### Exercise brief
Up to and including the line with "21 = UDP送信処理の完了", restate the records below word for word, beginning with their first line.

### Data shown
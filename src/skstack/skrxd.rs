// SKSTACK/IPの応答
// SPDX-License-Identifier: MPL-2.0
// SPDX-FileCopyrightText: 2025 Akihiro Yamamoto <github.com/ak1211>
//
use std::net::Ipv6Addr;

#[derive(Debug, Clone, PartialEq, Eq)]
pub struct Event {
    pub code: u8,
    pub sender: Option<Ipv6Addr>,
    pub param: Option<u8>,
}

impl Event {
    /// EVENT 21 = UDP送信処理の完了
    pub const UDP_SENT: u8 = 0x21;
    /// EVENT 22 = アクティブスキャン終了
    pub const ACTIVE_SCAN_DONE: u8 = 0x22;
    /// EVENT 24 = PANA接続失敗
    pub const PANA_FAILED: u8 = 0x24;
    /// EVENT 25 = PANA接続完了
    pub const PANA_CONNECTED: u8 = 0x25;

    /// UDPを送信できずに終わった(送信失敗、または代わりにアドレス要請を行った)
    pub fn is_neighbor_unreachable(&self) -> bool {
        self.code == Self::UDP_SENT && self.param != Some(0)
    }
}

/// EPANDESCに続く "  Key:Value" 行
#[derive(Debug, Clone, PartialEq, Eq)]
pub struct PanDescField {
    pub key: String,
    pub value: String,
}

#[derive(Debug, Clone, PartialEq, Eq)]
pub struct Erxudp {
    pub sender: Ipv6Addr,      // 送信元IPv6アドレス
    pub destination: Ipv6Addr, // 送信先IPv6アドレス
    pub sender_port: u16,      // 送信元UDPポート番号
    pub destination_port: u16, // 送信先UDPポート番号
    pub senderlla: u64,        // 送信元のMAC層アドレス
    pub secured: u8,           // 1:暗号化あり, 0:暗号化なし
    pub datalen: u16,          // 受信データ長
    pub data: Vec<u8>,         // 受信データ
}

#[derive(Debug, Clone, PartialEq, Eq)]
pub enum SkRxD {
    Event(Event),               // イベント受信
    PanDescField(PanDescField), // EPANDESCの各行
    Erxudp(Erxudp),             // ERXUDP受信
    Fail(u8),                   // 失敗
    Ok,                         // 成功
    Void,                       // 空行
    Text(String),               // その他(エコーバックなど)
}
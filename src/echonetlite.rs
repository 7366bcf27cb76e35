// Echonetlite
// SPDX-License-Identifier: MPL-2.0
// SPDX-FileCopyrightText: 2025 Akihiro Yamamoto <github.com/ak1211>
//
pub mod edata;
pub mod frame;
pub mod smart_electric_energy_meter;

pub use edata::*;
pub use frame::*;

use crate::error::{Error, Result};

/// 0x1081 = echonet lite
pub const EHD: u16 = 0x1081;
/// home controller
pub const CONTROLLER: [u8; 3] = [0x05, 0xff, 0x01];
/// smartmeter
pub const SMART_METER: [u8; 3] = [0x02, 0x88, 0x01];
/// get要求
pub const ESV_GET: u8 = 0x62;
/// get応答
pub const ESV_GET_RES: u8 = 0x72;
/// UDPポート番号 0E1A = 3610 は Echonetliteメッセージ
pub const UDP_PORT: u16 = 0x0e1a;

pub(crate) fn bincode_config() -> impl bincode::config::Config {
    bincode::config::standard()
        .with_big_endian()
        .with_fixed_int_encoding()
}

/// スマートメーターからのGET応答であることを確かめる
///
/// 送信元、ESV、EPCの並びがすべて一致しなければならない。
pub fn validate_get_response(frame: &EchonetliteFrame, expected_epcs: &[u8]) -> Result<()> {
    let epcs = frame.edata.iter().map(|v| v.epc).collect::<Vec<u8>>();
    if frame.seoj == SMART_METER && frame.esv == ESV_GET_RES && epcs == expected_epcs {
        Ok(())
    } else {
        let hex = |xs: &[u8]| xs.iter().map(|n| format!("{:02X}", n)).collect::<String>();
        Err(Error::Parse(format!(
            "SEOJ:{} ESV:{:02X} EPC:[{}], expected SEOJ:{} ESV:{:02X} EPC:[{}]",
            hex(&frame.seoj),
            frame.esv,
            hex(&epcs),
            hex(&SMART_METER),
            ESV_GET_RES,
            hex(expected_epcs),
        )))
    }
}

/// 受信データからGET応答を取り出す
pub fn decode_get_response<'a>(
    data: &'a [u8],
    expected_epcs: &[u8],
) -> Result<EchonetliteFrame<'a>> {
    let frame = EchonetliteFrame::decode(data).map_err(|e| Error::Parse(e.to_string()))?;
    tracing::debug!(
        "{} {}",
        frame.show(),
        frame
            .edata
            .iter()
            .map(|v| v.show(None))
            .collect::<Vec<String>>()
            .join(" ")
    );
    validate_get_response(&frame, expected_epcs)?;
    Ok(frame)
}

/// 期待したEPCのプロパティ値を取り出す
pub fn property<'a, 'b, T>(frame: &'b EchonetliteFrame<'a>, epc: u8) -> Result<T>
where
    T: TryFrom<&'b EchonetliteEdata<'a>, Error = String>,
{
    let edata = frame
        .edata
        .iter()
        .find(|v| v.epc == epc)
        .ok_or_else(|| Error::Parse(format!("EPC:0x{:02X} not found", epc)))?;
    T::try_from(edata).map_err(Error::Parse)
}

#[cfg(test)]
pub(crate) fn from_hex(s: &str) -> Vec<u8> {
    (0..s.len())
        .step_by(2)
        .map(|i| u8::from_str_radix(&s[i..i + 2], 16).unwrap())
        .collect()
}

#[cfg(test)]
mod tests {
    use super::smart_electric_energy_meter as SM;
    use super::*;
    use chrono::NaiveDate;
    use rust_decimal::Decimal;

    #[test]
    fn instantaneous_power() {
        let data = from_hex("1081000102880105FF017201E7040000019B");
        let frame = decode_get_response(&data, &[0xe7]).unwrap();
        let power: SM::InstantaneousPower = property(&frame, 0xe7).unwrap();
        assert_eq!(power.watt(), 411);
    }

    #[test]
    fn negative_instantaneous_power() {
        let data = from_hex("1081000102880105FF017201E704FFFFFFF0");
        let frame = decode_get_response(&data, &[0xe7]).unwrap();
        let power: SM::InstantaneousPower = property(&frame, 0xe7).unwrap();
        assert_eq!(power.watt(), -16);
    }

    #[test]
    fn unit_and_cumulative_amounts() {
        let data = from_hex("1081000102880105FF017202E10100EA0B07E70A14000000000003E8");
        let frame = decode_get_response(&data, &[0xe1, 0xea]).unwrap();
        let unit: SM::UnitForCumulativeAmountsPower = property(&frame, 0xe1).unwrap();
        let energy: SM::CumulativeAmountsOfPowerAtFixedTime = property(&frame, 0xea).unwrap();
        assert_eq!(unit.0, Decimal::ONE);
        assert_eq!(energy.cumulative_amounts_power, 1000);
        assert_eq!(
            energy.time_point,
            NaiveDate::from_ymd_opt(2023, 10, 20)
                .and_then(|d| d.and_hms_opt(0, 0, 0))
                .unwrap()
        );
    }

    #[test]
    fn bad_unit_is_parse_error() {
        let data = from_hex("1081000102880105FF017201E1010E");
        let frame = decode_get_response(&data, &[0xe1]).unwrap();
        let unit: Result<SM::UnitForCumulativeAmountsPower> = property(&frame, 0xe1);
        assert!(matches!(unit, Err(Error::Parse(_))));
    }

    #[test]
    fn every_field_must_match() {
        // 送信元がスマートメーターでない
        let data = from_hex("1081000105FF0105FF017201E7040000019B");
        assert!(matches!(
            decode_get_response(&data, &[0xe7]),
            Err(Error::Parse(_))
        ));
        // Get_SNA
        let data = from_hex("1081000102880105FF015201E700");
        assert!(matches!(
            decode_get_response(&data, &[0xe7]),
            Err(Error::Parse(_))
        ));
        // EPCが違う
        let data = from_hex("1081000102880105FF017201E8040000019B");
        assert!(matches!(
            decode_get_response(&data, &[0xe7]),
            Err(Error::Parse(_))
        ));
        // 2つめのEPCが違う
        let data = from_hex("1081000102880105FF017202E10100E00400000001");
        assert!(matches!(
            decode_get_response(&data, &[0xe1, 0xea]),
            Err(Error::Parse(_))
        ));
        // 足りない
        let data = from_hex("1081000102880105FF017202E10100");
        assert!(matches!(
            decode_get_response(&data, &[0xe1, 0xea]),
            Err(Error::Parse(_))
        ));
    }

    #[test]
    fn truncated_payload_is_parse_error() {
        let data = from_hex("1081000102880105FF0172");
        assert!(matches!(
            decode_get_response(&data, &[0xe7]),
            Err(Error::Parse(_))
        ));
    }
}
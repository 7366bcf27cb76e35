// Echonetlite EDATA
// SPDX-License-Identifier: MPL-2.0
// SPDX-FileCopyrightText: 2025 Akihiro Yamamoto <github.com/ak1211>
//
use crate::echonetlite::smart_electric_energy_meter as SM;
use bincode::de::read::BorrowReader;
use core::result;
use std::fmt;

#[derive(Clone, Eq, PartialEq, Debug)]
pub struct EchonetliteEdata<'a> {
    pub epc: u8,
    pub pdc: u8,
    pub edt: &'a [u8],
}

impl<'a> EchonetliteEdata<'a> {
    pub fn show(&self, opt_unit: Option<&SM::UnitForCumulativeAmountsPower>) -> String {
        if let Ok(a) = SM::Properties::try_from(self) {
            a.show(opt_unit)
        } else {
            format!(
                "UNKNOWN EPC:0x{:02X}, EDT:[{}]",
                self.epc,
                self.edt
                    .iter()
                    .map(|x| format!("0x{:02X}", x))
                    .collect::<Vec<String>>()
                    .join(",")
            )
        }
    }
}

impl<'a, 'de: 'a, Context> bincode::BorrowDecode<'de, Context> for EchonetliteEdata<'a> {
    fn borrow_decode<D: bincode::de::BorrowDecoder<'de, Context = Context>>(
        decoder: &mut D,
    ) -> core::result::Result<Self, bincode::error::DecodeError> {
        let epc: u8 = bincode::BorrowDecode::borrow_decode(decoder)?;
        let pdc: u8 = bincode::BorrowDecode::borrow_decode(decoder)?;
        decoder.claim_bytes_read(pdc as usize)?;
        let edt = decoder.borrow_reader().take_bytes(pdc as usize)?;
        Ok(Self { epc, pdc, edt })
    }
}

impl<'a> bincode::Encode for EchonetliteEdata<'a> {
    fn encode<E: bincode::enc::Encoder>(
        &self,
        encoder: &mut E,
    ) -> result::Result<(), bincode::error::EncodeError> {
        bincode::Encode::encode(&self.epc, encoder)?;
        bincode::Encode::encode(&self.pdc, encoder)?;
        for v in self.edt {
            bincode::Encode::encode(v, encoder)?;
        }
        Ok(())
    }
}

impl<'a> fmt::Display for EchonetliteEdata<'a> {
    fn fmt(&self, f: &mut fmt::Formatter) -> fmt::Result {
        write!(f, "{}", self.show(None))
    }
}

impl<'a> Default for EchonetliteEdata<'a> {
    #[inline]
    fn default() -> Self {
        EchonetliteEdata {
            epc: 0,
            pdc: 0,
            edt: &[],
        }
    }
}

#[test]
fn test1() {
    let e7 = EchonetliteEdata {
        epc: 0xe7,
        pdc: 4,
        edt: &[0x00, 0x00, 0x01, 0x9b],
    };

    let binary: Vec<u8> = vec![0xe7, 0x04, 0x00, 0x00, 0x01, 0x9b];
    let encoded = bincode::encode_to_vec(&e7, crate::echonetlite::bincode_config()).unwrap();
    assert_eq!(encoded, binary);

    let (decoded, _len): (EchonetliteEdata, usize) =
        bincode::borrow_decode_from_slice(&encoded[..], crate::echonetlite::bincode_config())
            .unwrap();

    assert_eq!(e7, decoded);
    assert_eq!(decoded.to_string(), "瞬時電力=  411 W");
}

#[test]
fn test2() {
    let unknown = EchonetliteEdata {
        epc: 0x80,
        pdc: 1,
        edt: &[0x30],
    };
    assert_eq!(unknown.to_string(), "UNKNOWN EPC:0x80, EDT:[0x30]");
}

### Written response
filename src/skstack/skrxd.rs
// SKSTACK/IPの応答
// SPDX-License-Identifier: MPL-2.0
// SPDX-FileCopyrightText: 2025 Akihiro Yamamoto <github.com/ak1211>
//
use std::net::Ipv6Addr;

#[derive(Debug, Clone, PartialEq, Eq)]
pub struct Event {
    pub code: u8,
    pub sender: Option<Ipv6Addr>,
    pub param: Option<u8>,
}

impl Event {
    /// EVENT 21 = UDP送信処理の完了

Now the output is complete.